Screening and Validation of Tumorigenicity-related CircRNAs in MDCK Cells
YANG Di1,2,3,4, SHI Jia-Chen2,3, HUANG Ling-Wei2,3, WANG Jia-Min2,3, MA Yu-Mei5, QIAO Zi-Lin2,3, CUI Yan1,*
1 College of Veterinary Medicine, Gansu Agricultural University, Lanzhou 730070, China; 2 Engineering Research Center for Key Technologies and Industrialization of Cell-based Vaccines, Ministry of Education, Biomedical Research Center, Northwest Minzu University, Lanzhou 730030, China; 3 Gansu Tech Innovation Center of Animal Cell, Biomedical Research Center, Northwest Minzu University, Lanzhou 730030, China; 4 Department of Experiment & Teaching, Northwest Minzu University, Lanzhou 730030, China; 5 Gansu Provincial Bioengineering Materials Engineering Research Center, Lanzhou Minhai Bio-engineering Co., Ltd., Lanzhou 730010, China
Abstract:In the preparation of animal vaccines such as avian influenza using the canine (Canis lupus familiaris) kidney cell line Madin-Darby canine kidney (MDCK), it was found that the MDCK cell line has tumorigenicity. In this study, highly tumorigenic and non-tumorigenic MDCK cells were selected for RNA-seq high-throughput sequencing. The differentially expressed circular RNA (circRNA) were obtained, and their source genes were analyzed by GO and KEGG. The StarBase and mirTarBase databases were used to predict target microRNA (miRNA) and mRNA of tumorigenic circRNA. Total RNA of tumorigenic and non-tumorigenic MDCK cells were extracted using TRIzol method, and the expression levels of 6 differential circRNAs were verified by qPCR. The results showed that 3 491 circRNAs were identified with the length of 200~800 nt. Among the screened out 27 differentially expressed circRNAs, 18 were up-regulated and 9 were down-regulated. GO, KEGG and Reactome enrichment analysis revealed that differentially expressed circRNAs were associated with ATP activity and amino acid metabolism-related enzymes, linked to adhesion, migration, and various metabolic pathways.
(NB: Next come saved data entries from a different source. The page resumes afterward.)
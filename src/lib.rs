//! hamming-sim: an educational simulator for Hamming error-correcting codes.
//!
//! The engine converts user input to bits, encodes them into a Hamming codeword, optionally
//! flips one bit to simulate a transmission error, and decodes the received codeword while
//! correcting at most one bit. Every stage narrates its arithmetic as a [`trace::Trace`] that a
//! front end can render or export with [`report::Report`].
//!
//! - `bits`: the [`BitString`] type
//! - `convert`: binary / decimal / hexadecimal / text input conversion
//! - `ecc`: the Hamming layout, encoder, error injector and decoder
//! - `trace`: narrated computation steps
//! - `report`: plain-text export

pub mod bits;
pub mod convert;
pub mod ecc;
pub mod error;
pub mod report;
pub mod trace;

pub use bits::BitString;
pub use convert::{convert, Conversion, InputFormat};
pub use ecc::{
    decode, decode_str, encode, inject_at, inject_random, inject_random_with, Correction,
    Decoding, Encoding, HammingCode, Injection, ParityRecord,
};
pub use error::{Error, Result};
pub use report::Report;
pub use trace::{BitCell, BitRecord, StepKind, Trace, TraceStep};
The network construction of competing endogenous RNA (ceRNA) illustrated 4 key circRNA-miRNA-mRNA regulatory network related to MDCK cell tumorigenicity, novel_circ_002222/novel-m0145-3p/dynactin 1 (Dctn1), novel_circ_002222/miR-197-x1/Dctn1, novel_circ_001205/novel-m0580-5p/annexin A11 (ANXA11), and novel_circ_003257/novel-m0675-3p/RNA-binding protein 48 (RBM48). The above results indicate that differentially expressed circRNAs related to tumorigenicity in MDCK cells are mainly enriched in transmembrane material transport and energy metabolism-related pathways, which might play a role in energy uptake and metabolism in MDCK cells. This study provides a research foundation and technical support for revealing the mechanism of circRNA involvement in MDCK cell tumorigenesis and establishing genetically engineered non-tumorigenic MDCK cell lines.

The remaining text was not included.